Glioblastoma (GBM) treatment includes, when possible, surgical resection of the tumor followed by radiotherapy and oral chemotherapy with temozolomide, however recurrences quickly develop around the resection cavity borders leading to patient death. We hypothesize that the local delivery of Lauroyl-gemcitabine lipid nanocapsule based hydrogel (GemC12-LNC) in the tumor resection cavity of GBM is a promising strategy as it would allow to bypass the blood brain barrier, thus reaching high local concentrations of the drug. The cytotoxicity and internalization pathways of GemC12-LNC were studied on different GBM cell lines (U251, T98-G, 9L-LacZ, U-87 MG). The GemC12-LNC hydrogel was well tolerated when injected in mouse brain. In an orthotopic xenograft model, after intratumoral administration, GemC12-LNC significantly increased mice survival compared to the controls. Moreover, its ability to delay tumor recurrences was demonstrated after perisurgical administration in the GBM resection cavity. In conclusion, we demonstrate that GemC12-LNC hydrogel could be considered as a promising tool for the post-resection management of GBM, prior to the standard of care chemo-radiation.

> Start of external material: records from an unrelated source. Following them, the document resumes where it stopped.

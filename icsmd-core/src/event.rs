//! Normalized event records and the dataset-wide presence map.

use chrono::{DateTime, FixedOffset, NaiveDate, NaiveTime};

/// A resolved point in time, kept with the offset it should be displayed in.
///
/// Ordering compares instants, so events in different zones sort correctly.
pub type Timestamp = DateTime<FixedOffset>;

const ZERO_DATE: NaiveDate = match NaiveDate::from_ymd_opt(1, 1, 1) {
    Some(date) => date,
    None => panic!("0001-01-01 is a valid date"),
};

/// Timestamp used when an event has no resolvable start or end
/// (0001-01-01T00:00:00Z).
pub fn zero_timestamp() -> Timestamp {
    ZERO_DATE.and_time(NaiveTime::MIN).and_utc().fixed_offset()
}

/// One calendar occurrence.
///
/// Fields are private: an event never changes after decoding.
#[derive(Debug, Clone, PartialEq, Eq)]
pub struct Event {
    summary: String,
    start: Timestamp,
    end: Timestamp,
    description: String,
    location: String,
}

impl Event {
    pub fn new(
        summary: impl Into<String>,
        start: Timestamp,
        end: Timestamp,
        description: impl Into<String>,
        location: impl Into<String>,
    ) -> Self {
        Event {
            summary: summary.into(),
            start,
            end,
            description: description.into(),
            location: location.into(),
        }
    }

    pub fn summary(&self) -> &str {
        &self.summary
    }

    pub fn start(&self) -> Timestamp {
        self.start
    }

    /// Not guaranteed to be after `start`.
    pub fn end(&self) -> Timestamp {
        self.end
    }

    /// Markdown text with line breaks already replaced by the inline marker.
    pub fn description(&self) -> &str {
        &self.description
    }

    pub fn location(&self) -> &str {
        &self.location
    }
}

/// Which attributes have a non-empty value anywhere in a dataset.
///
/// The renderer uses this to drop whole columns, so a calendar with no
/// locations gets no Location column at all.
#[derive(Debug, Clone, Copy, PartialEq, Eq)]
pub struct AttributePresence {
    pub start: bool,
    pub end: bool,
    pub summary: bool,
    pub description: bool,
    pub location: bool,
}

impl Default for AttributePresence {
    /// Start and end are always considered present.
    fn default() -> Self {
        AttributePresence {
            start: true,
            end: true,
            summary: false,
            description: false,
            location: false,
        }
    }
}

impl AttributePresence {
    /// Presence after also seeing `event`. Flags only ever turn on.
    #[must_use]
    pub fn observe(self, event: &Event) -> Self {
        AttributePresence {
            start: true,
            end: true,
            summary: self.summary || !event.summary.is_empty(),
            description: self.description || !event.description.is_empty(),
            location: self.location || !event.location.is_empty(),
        }
    }

    /// Compute presence over a whole event list.
    pub fn of<'a>(events: impl IntoIterator<Item = &'a Event>) -> Self {
        events
            .into_iter()
            .fold(AttributePresence::default(), AttributePresence::observe)
    }

    /// Date and Time columns share the start/end flags.
    pub fn has_time(&self) -> bool {
        self.start || self.end
    }
}
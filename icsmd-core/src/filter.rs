//! Time-window filtering of decoded events.

use chrono::{Days, NaiveDate, NaiveTime};

use crate::error::FilterParseError;
use crate::event::{Event, Timestamp};

/// Time window for filtering events.
/// `None` means unbounded in that direction.
#[derive(Debug, Clone, Copy, Default, PartialEq, Eq)]
pub struct EventFilter {
    pub start: Option<Timestamp>,
    pub end: Option<Timestamp>,
}

impl EventFilter {
    pub fn new(start: Option<Timestamp>, end: Option<Timestamp>) -> Self {
        EventFilter { start, end }
    }

    /// Build a filter from optional YYYY-MM-DD strings.
    ///
    /// `from` starts at 00:00:00 UTC. `to` runs up to and including midnight
    /// UTC after that date, which is where an all-day event on it ends. A
    /// string that does not parse leaves that side unbounded and is reported
    /// back so the caller can warn about it.
    pub fn from_args(from: Option<&str>, to: Option<&str>) -> (Self, Vec<FilterParseError>) {
        let mut errors = Vec::new();

        let start = from.and_then(|s| {
            parse_date_start(s)
                .map_err(|e| errors.push(e))
                .ok()
        });
        let end = to.and_then(|s| {
            parse_date_end(s)
                .map_err(|e| errors.push(e))
                .ok()
        });

        (EventFilter { start, end }, errors)
    }

    pub fn is_unbounded(&self) -> bool {
        self.start.is_none() && self.end.is_none()
    }

    /// Whether `event` falls inside the window.
    ///
    /// The lower bound is checked against the event's start and the upper
    /// bound against its end, both inclusive.
    pub fn matches(&self, event: &Event) -> bool {
        match (self.start, self.end) {
            (Some(start), Some(end)) => event.start() >= start && event.end() <= end,
            (Some(start), None) => event.start() >= start,
            (None, Some(end)) => event.end() <= end,
            (None, None) => true,
        }
    }
}

/// Events inside `window`, in their original order.
pub fn filter<'a>(events: &'a [Event], window: &EventFilter) -> Vec<&'a Event> {
    if window.is_unbounded() {
        return events.iter().collect();
    }

    let kept: Vec<&Event> = events.iter().filter(|e| window.matches(e)).collect();
    tracing::debug!(
        before = events.len(),
        after = kept.len(),
        ?window,
        "filtered events"
    );
    kept
}

fn parse_date(side: &'static str, s: &str) -> Result<NaiveDate, FilterParseError> {
    NaiveDate::parse_from_str(s.trim(), "%Y-%m-%d").map_err(|_| FilterParseError {
        side,
        input: s.to_string(),
    })
}

/// Parse YYYY-MM-DD as start of day in UTC
fn parse_date_start(s: &str) -> Result<Timestamp, FilterParseError> {
    let date = parse_date("start", s)?;
    Ok(date.and_time(NaiveTime::MIN).and_utc().fixed_offset())
}

/// Parse YYYY-MM-DD as the midnight UTC that closes that day
fn parse_date_end(s: &str) -> Result<Timestamp, FilterParseError> {
    let date = parse_date("end", s)?;
    let next_day = date.checked_add_days(Days::new(1)).unwrap_or(date);
    Ok(next_day.and_time(NaiveTime::MIN).and_utc().fixed_offset())
}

Anticancer drug-loaded hydrogels as drug delivery systems for the local treatment of glioblastoma.

Among central nervous system tumors, Glioblastoma (GBM) is the most common, aggressive and neurological destructive primary brain tumor in adults. Standard care therapy for GBM consists in surgical resection of the accessible tumor (without causing neurological damage) followed by chemoradiation. However, several obstacles limit the assessment of tumor response and the delivery of cytotoxic agents at the tumor site, leading to a lack of effectiveness of conventional treatments against GBM and fatal outcome. Despite the efforts of the scientific community to increase the long-term benefits of GBM therapy, at the moment GBM remains incurable. Among the strategies that have been adopted in the last two decades to find new and efficacious therapies for the treatment of GBM, the local delivery of chemotherapeutic drugs in the tumor resection cavity emerged. In this review, our aim is to provide an overview on hydrogels loaded with anticancer drugs for the treatment of GBM recently used in preclinical and clinical studies, their advantages and major limitations for clinical translation. This review is divided in three parts: the first one describes the context of GBM and its current treatments, with a highlight on the role of local delivery in GBM treatment and the development of GBM resection murine models. Then, recent developments in the use of anticancer drug-loaded hydrogels for the treatment of GBM will be detailed. The final section will be focused on the limitations for in vivo studies, clinical translation and the clinical perspectives to the development of hydrogels.

Lauroyl-gemcitabine-loaded lipid nanocapsule hydrogel for the treatment of glioblastoma.

The local delivery of chemotherapeutic agents is a very promising strategy for the treatment of glioblastoma (GBM). Gemcitabine is a chemotherapeutic agent that has a different mechanism of action compared to alkylating agents and shows excellent radio-sensitizing properties. So, we developed an injectable gel-like nanodelivery system consisting in lipid nanocapsules loaded with anticancer prodrug lauroyl-gemcitabine (GemC12-LNC) in order to obtain a sustained and local delivery of this drug in the brain. In this study, the GemC12-LNC has been formulated and characterized and the viscoelastic properties of the hydrogel were evaluated after extrusion from 30G needles. This system showed a sustained and prolonged in vitro release of the drug over one month. GemC12 and the GemC12-LNC have shown increased in vitro cytotoxic activity on U-87 MG glioma cells compared to the parent hydrophilic drug. The GemC12-LNC hydrogel reduced significantly the size of a subcutaneous human GBM tumor model compared to the drug and short-term tolerability studies showed that this system is suitable for local treatment in the brain. In conclusion, this proof-of-concept study demonstrated the feasibility, safety and efficiency of the injectable GemC12-LNC hydrogel for the local treatment of GBM.